The surname Engebretsen: heraldry, coat of arms and coat of arms

If your surname is Engebretsen, surely on more than one occasion you have wondered about the heraldry of the surname Engebretsen. Likewise, you might be interested if the surname Engebretsen belongs to a relative of yours or someone very important to you. The heraldry of surnames is a fascinating world that still attracts a lot of attention today, and that is why more and more people are asking about the heraldry of the Engebretsen surname.

The heraldry of Engebretsen, a complicated topic

Sometimes it can be very confusing to try to explain how the heraldry of surnames works, however, we are going to try to explain the heraldry of the surname Engebretsen in the simplest possible way. We recommend that to better understand everything we are going to tell you about the heraldry of the surname Engebretsen, if you are totally unaware of how the coats of arms and heraldry came about, go to our main page and read the general explanation we give you there, that way you can better appreciate everything we have compiled about the heraldry of the surname Engebretsen for you.

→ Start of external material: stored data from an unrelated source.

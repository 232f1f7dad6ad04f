pub mod config;
pub mod dispatch;
pub mod error;
mod mapping;
mod parse;
pub mod resolve;
mod scalar;
mod sequence;

pub use config::ConvertConfig;
pub use dispatch::{Converter, convert};
pub use error::{ConfigError, ConvertError, ParseFailure};
pub use resolve::{Resolved, resolve_kind};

Coat of arms, coat of arms and heraldry of Engebretsen

Similarly, and to make things easier, since we understand that most of the people looking for information about the Engebretsen surname heraldry are especially interested in the coat of arms of the Engebretsen surname, its composition, the meaning of its elements and if there are several coats of arms for the Engebretsen surname, as well as everything that may have to do with the coat of arms of the Engebretsen surname; we have taken the liberty of being flexible and using the words heraldry and coat of arms interchangeably when referring to the coat of arms of Engebretsen.

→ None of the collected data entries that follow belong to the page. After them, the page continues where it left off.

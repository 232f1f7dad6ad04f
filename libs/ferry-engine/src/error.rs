use std::fmt::{self, Write};

use ferry_api::{Kind, WireTag, WireValue};

/// Longest key text kept in a `Key` or `Value` error, before the `...`.
const KEY_REPR_LIMIT: usize = 128;

/// Why a string could not be read as a number.
#[derive(Debug, Clone, Copy, PartialEq, Eq, thiserror::Error)]
pub enum ParseFailure {
    #[error("invalid syntax")]
    Syntax,

    #[error("value out of range")]
    Range,
}

/// Failure of a single conversion call.
///
/// Nested failures keep the inner error as `source` and render outward:
/// `element 2: key "x": cannot convert to int64: got list`.
#[derive(Debug, Clone, PartialEq, thiserror::Error)]
pub enum ConvertError {
    #[error("cannot convert to {expected}: got {actual}")]
    TypeMismatch { expected: Kind, actual: WireTag },

    #[error("cannot parse {text:?}: {cause}")]
    Parse {
        text: String,
        #[source]
        cause: ParseFailure,
    },

    #[error("expected unsigned value, got negative integer {0}")]
    NegativeForUnsigned(i64),

    #[error("unsupported target kind: {0}")]
    UnsupportedKind(Kind),

    #[error("cannot infer target kind for {0} value")]
    CannotInferKind(WireTag),

    #[error("missing element descriptor")]
    MissingElementDescriptor,

    #[error("element {index}: {source}")]
    Element {
        index: usize,
        source: Box<ConvertError>,
    },

    #[error("key {key}: {source}")]
    Key {
        key: String,
        source: Box<ConvertError>,
    },

    #[error("element for key {key}: {source}")]
    Value {
        key: String,
        source: Box<ConvertError>,
    },

    #[error("nesting depth exceeds limit of {limit}")]
    MaxDepthExceeded { limit: usize },

    #[error("converted value does not fit host type {expected}")]
    HostShape { expected: &'static str },
}

impl ConvertError {
    pub(crate) fn mismatch(expected: Kind, actual: &WireValue) -> Self {
        ConvertError::TypeMismatch {
            expected,
            actual: actual.tag(),
        }
    }

    pub(crate) fn parse(text: &str, cause: ParseFailure) -> Self {
        ConvertError::Parse {
            text: text.to_string(),
            cause,
        }
    }

    pub(crate) fn element(index: usize, source: ConvertError) -> Self {
        ConvertError::Element {
            index,
            source: Box::new(source),
        }
    }

    pub(crate) fn key(key: &WireValue, source: ConvertError) -> Self {
        ConvertError::Key {
            key: key_repr(key),
            source: Box::new(source),
        }
    }

    pub(crate) fn value(key: &WireValue, source: ConvertError) -> Self {
        ConvertError::Value {
            key: key_repr(key),
            source: Box::new(source),
        }
    }

    /// Innermost error, with all index/key context stripped.
    pub fn root_cause(&self) -> &ConvertError {
        match self {
            ConvertError::Element { source, .. }
            | ConvertError::Key { source, .. }
            | ConvertError::Value { source, .. } => source.root_cause(),
            other => other,
        }
    }
}

/// Display form of a wire key, capped at `KEY_REPR_LIMIT` bytes.
pub(crate) fn key_repr(key: &WireValue) -> String {
    let mut out = Capped {
        buf: String::new(),
        room: KEY_REPR_LIMIT,
    };
    if write!(out, "{key}").is_err() {
        out.buf.push_str("...");
    }
    out.buf
}

/// Writer that stops with `fmt::Error` once `room` is used up.
struct Capped {
    buf: String,
    room: usize,
}

impl Write for Capped {
    fn write_str(&mut self, s: &str) -> fmt::Result {
        if s.len() <= self.room {
            self.buf.push_str(s);
            self.room -= s.len();
            return Ok(());
        }
        let mut end = self.room;
        while !s.is_char_boundary(end) {
            end -= 1;
        }
        self.buf.push_str(&s[..end]);
        self.room = 0;
        Err(fmt::Error)
    }
}

/// Failure to load or validate a `ConvertConfig`.
#[derive(Debug, thiserror::Error)]
pub enum ConfigError {
    #[error("config error: {0}")]
    Invalid(String),

    #[error("config parse error: {0}")]
    Parse(#[from] toml::de::Error),

    #[error("config parse error ({path}): {source}")]
    ParseFile {
        path: String,
        source: toml::de::Error,
    },

    #[error("io error ({path}): {source}")]
    Io {
        path: String,
        source: std::io::Error,
    },
}

impl ConfigError {
    /// Add context to the error.
    ///
    /// `Invalid` gets the context prepended to its message, a bare `Parse`
    /// becomes `ParseFile` with the context as its path.
    pub fn with_context(self, ctx: impl std::fmt::Display) -> Self {
        match self {
            ConfigError::Invalid(msg) => ConfigError::Invalid(format!("{ctx}: {msg}")),
            ConfigError::Parse(source) => ConfigError::ParseFile {
                path: ctx.to_string(),
                source,
            },
            other => other,
        }
    }
}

Contributions to the heraldry of the surname Engebretsen

We hope that the flexibility on the coat of arms of the Engebretsen surname will not be taken as a lack of seriousness on our part, since we are constantly investigating to be able to offer the most rigorous information possible on the Engebretsen coats of arms. However, if you have more information about the Engebretsen heraldry, or you notice an error that needs to be corrected, please let us know so that we can have the biggest and best information on the net about the Engebretsen coat of arms, explained in a simple and easy way.

  • Armiñada Cruz - 1. It is said of the Cross formed of Armiños.
  • Avellana Cross - 1. Cross formed by four hazelnuts.
  • Bar-bar - 1. Piece that consists of the union of the bar and foot.
  • Bureaulada Cruz - 1. It is the cross that is loaded with burels.
  • Call - 1. It is represented in the form of three tongues of fire, rounded the lower part, is painted of gules or gold. 2. American ruminant mammal, it is represented.
  • displaced - 1. term used to designate the piece whose length half of which moves to the right -handed side, sinister towards the boss or the tip of the shield. You only maintain contact with the other half by a point as well as the girdle. If the separation line
  • Drawbridge - 1. It is said of the bridge that carries the doors of some castles, towers.
  • Ento - 1. Piece whose exterior profiles are crowded in shape, so that these of a profile correspond to the empty spaces of the other. 2. Said of the crooked partition in the form of different enamel clavks. 3. Division of one piece to all
  • Galloping - 1. It is said of the animal in gallop's posture and action.
  • Gate - 1. Hole left on a wall to entry to a cabin or enclosure. They have to adjust to the enamels of the figure. Otherwise it is said clarified. Symbolism: separation, revelation. (See clarified-a).
  • iron rose - 1. null as a piece in Spanish heraldry, but existing in the French armor. It is constituted by an iron cross circulated and singed with four flowers converging in the tip to the sides of the cross.
  • Ladies, shield - 1. The shield of the ladies or ladies is usually in the form of Losanje, some instead of using those of their lineage, use their husbands. In some married ladies shields, there are half of the husband's weapons to the right hand and half of those that L
  • Moro, head - 1. Figure that is always represented by the head of a Moor, profile, saber and tortillada, with a tape tied on the forehead whose loop is in the neck. (V. Black).
  • Nation, weapons of - 1. They are those used by nations, kingdoms and republics.
  • Old Gironado - 1. It is said of the jironed shield in a cross or cross of San Andrés.
  • oval - 1. Curve closed to the ellipse. Used in French heraldry.
  • Tahalí - 1. Wide leather band that is held from the right shoulder to the waist and that holds the sword.
  • Triumphal crown - 1. With bay leaves. Victory symbol. Army generals were granted that they had won in some important battle defeating the enemy.